Do you have to let it linger? Study shows letting go of stressors helps long-term health
Irvine, CA — Have you ever had a disagreement with a co-worker that had you fretting for days? New research claims lingering feelings of stress may negatively affect your future health.
Researchers at the University of California, Irvine surveyed more than 1,100 adults about daily stressors. Over an eight-day period, participants provided information about the number and type of stressors they experienced (e.g., an argument with someone, something bad happening to a person close to the participant, or discrimination based on age or race), how they felt in the 24 hours after the incidents (e.g., nervous, worthless, hopeless, lonely, afraid, irritable, ashamed, frustrated or fidgety) and whether those emotions changed throughout the day.
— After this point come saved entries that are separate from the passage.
/// Service type line of an appointment, with its parent service name.
#[derive(Debug, Clone, Serialize)]
pub struct BookedService {
    pub service_type_id: i64,
    pub service_id: i64,
    pub service_name: String,
    pub type_name: String,
    pub price_cents: i64,
    pub duration_minutes: Option<i64>,
}

impl BookedService {
    pub fn from_row(row: &Row<'_>) -> rusqlite::Result<Self> {
        Ok(Self {
            service_type_id: row.get("service_type_id")?,
            service_id: row.get("service_id")?,
            service_name: row.get("service_name")?,
            type_name: row.get("type_name")?,
            price_cents: row.get("price_cents")?,
            duration_minutes: row.get("duration_minutes")?,
        })
    }

    /// "Service - Type".
    pub fn label(&self) -> String {
        format!("{} - {}", self.service_name, self.type_name)
    }
}

#[derive(Debug, Clone, Serialize)]
pub struct AppointmentDetail {
    #[serde(flatten)]
    pub appointment: Appointment,
    pub services: Vec<BookedService>,
    pub staff_name: Option<String>,
}

#[derive(Debug, Clone, Serialize)]
pub struct AvailableSlot {
    pub id: i64,
    pub staff_id: Option<i64>,
    pub date: NaiveDate,
    #[serde(with = "hm_time")]
    pub start_time: NaiveTime,
    #[serde(with = "hm_time")]
    pub end_time: NaiveTime,
    pub is_available: bool,
}

impl AvailableSlot {
    pub fn from_row(row: &Row<'_>) -> rusqlite::Result<Self> {
        Ok(Self {
            id: row.get("id")?,
            staff_id: row.get("staff_id")?,
            date: date_col(row, "date")?,
            start_time: time_col(row, "start_time")?,
            end_time: time_col(row, "end_time")?,
            is_available: row.get("is_available")?,
        })
    }

    /// Whether `[start, end]` lies within this slot.
    pub fn covers(&self, start: NaiveTime, end: NaiveTime) -> bool {
        self.start_time <= start && self.end_time >= end
    }
}

#[derive(Debug, Clone, Serialize)]
pub struct Product {
    pub id: i64,
    pub sku: String,
    pub name: String,
    pub description: Option<String>,
    pub category: ProductCategory,
    pub brand: Option<String>,
    pub supplier: Option<String>,
    pub price_cents: i64,
    pub quantity: i64,
    pub reorder_level: i64,
    pub image_url: Option<String>,
    pub is_active: bool,
    pub created_at: String,
    pub updated_at: String,
}

impl Product {
    pub fn from_row(row: &Row<'_>) -> rusqlite::Result<Self> {
        Ok(Self {
            id: row.get("id")?,
            sku: row.get("sku")?,
            name: row.get("name")?,
            description: row.get("description")?,
            category: enum_col(row, "category")?,
            brand: row.get("brand")?,
            supplier: row.get("supplier")?,
            price_cents: row.get("price_cents")?,
            quantity: row.get("quantity")?,
            reorder_level: row.get("reorder_level")?,
            image_url: row.get("image_url")?,
            is_active: row.get("is_active")?,
            created_at: row.get("created_at")?,
            updated_at: row.get("updated_at")?,
        })
    }
}

#[derive(Debug, Clone, Serialize)]
pub struct StockTransaction {
    pub id: i64,
    pub product_id: i64,
    pub product_name: String,
    pub kind: StockTransactionKind,
    pub old_quantity: i64,
    pub new_quantity: i64,
    pub difference: i64,
    pub created_at: String,
}

impl StockTransaction {
    pub fn from_row(row: &Row<'_>) -> rusqlite::Result<Self> {
        Ok(Self {
            id: row.get("id")?,
            product_id: row.get("product_id")?,
            product_name: row.get("product_name")?,
            kind: enum_col(row, "kind")?,
            old_quantity: row.get("old_quantity")?,
            new_quantity: row.get("new_quantity")?,
            difference: row.get("difference")?,
            created_at: row.get("created_at")?,
        })
    }
}

#[derive(Debug, Clone, Serialize)]
pub struct Order {
    pub id: i64,
    pub customer_id: Option<String>,
    pub total_cents: i64,
    pub status: OrderStatus,
    pub shipping_address: Option<String>,
    pub created_at: String,
    pub updated_at: String,
}

impl Order {
    pub fn from_row(row: &Row<'_>) -> rusqlite::Result<Self> {
        Ok(Self {
            id: row.get("id")?,
            customer_id: row.get("customer_id")?,
            total_cents: row.get("total_cents")?,
            status: enum_col(row, "status")?,
            shipping_address: row.get("shipping_address")?,
            created_at: row.get("created_at")?,
            updated_at: row.get("updated_at")?,
        })
    }
}

#[derive(Debug, Clone, Serialize)]
pub struct OrderItem {
    pub id: i64,
    pub order_id: i64,
    pub product_id: Option<i64>,
    pub quantity: i64,
    pub price_cents: i64,
}

impl OrderItem {
    pub fn from_row(row: &Row<'_>) -> rusqlite::Result<Self> {
        Ok(Self {
            id: row.get("id")?,
            order_id: row.get("order_id")?,
            product_id: row.get("product_id")?,
            quantity: row.get("quantity")?,
            price_cents: row.get("price_cents")?,
        })
    }
}

#[derive(Debug, Clone, Serialize)]
pub struct OrderWithItems {
    #[serde(flatten)]
    pub order: Order,
    pub items: Vec<OrderItem>,
}

#[derive(Debug, Clone, Serialize)]
pub struct ContactMessage {
    pub id: i64,
    pub name: String,
    pub email: String,
    pub subject: String,
    pub message: String,
    pub created_at: String,
}

impl ContactMessage {
    pub fn from_row(row: &Row<'_>) -> rusqlite::Result<Self> {
        Ok(Self {
            id: row.get("id")?,
            name: row.get("name")?,
            email: row.get("email")?,
            subject: row.get("subject")?,
            message: row.get("message")?,
            created_at: row.get("created_at")?,
        })
    }
}

#[derive(Debug, Clone)]
pub struct RefreshTokenRecord {
    pub jti: String,
    pub user_id: String,
    pub expires_at: i64,
    pub revoked: bool,
}

impl RefreshTokenRecord {
    pub fn from_row(row: &Row<'_>) -> rusqlite::Result<Self> {
        Ok(Self {
            jti: row.get("jti")?,
            user_id: row.get("user_id")?,
            expires_at: row.get("expires_at")?,
            revoked: row.get("revoked")?,
        })
    }
}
Almost 10 years later, the same participants were surveyed on their physical health – specifically, 26 different chronic conditions, as well as heart disease or cancer. Also included were questions on their ability to carry out day-to-day activities, including climbing stairs, walking, carrying groceries, etc., and participants’ opinions on whether their health affected how they performed these activities.
Analysis showed that participants who continued to experience negative feelings about a stressful event the next day were more likely to have chronic physical health conditions and limitations in their day-to-day lives.
“This means that health outcomes don’t just reflect how people react to daily stressors, or the number of stressors they are exposed to – there is something unique about how negative they feel the next day that has important consequences for physical health,” researcher Kate Leger, of the UC, Irvine’s Department of Psychology and Social Behavior, said in an April 17 press release. “Our research shows that the strategy to ‘just let it go’ could be beneficial to our long-term physical health.”
The study was published March 19 in the journal Psychological Science.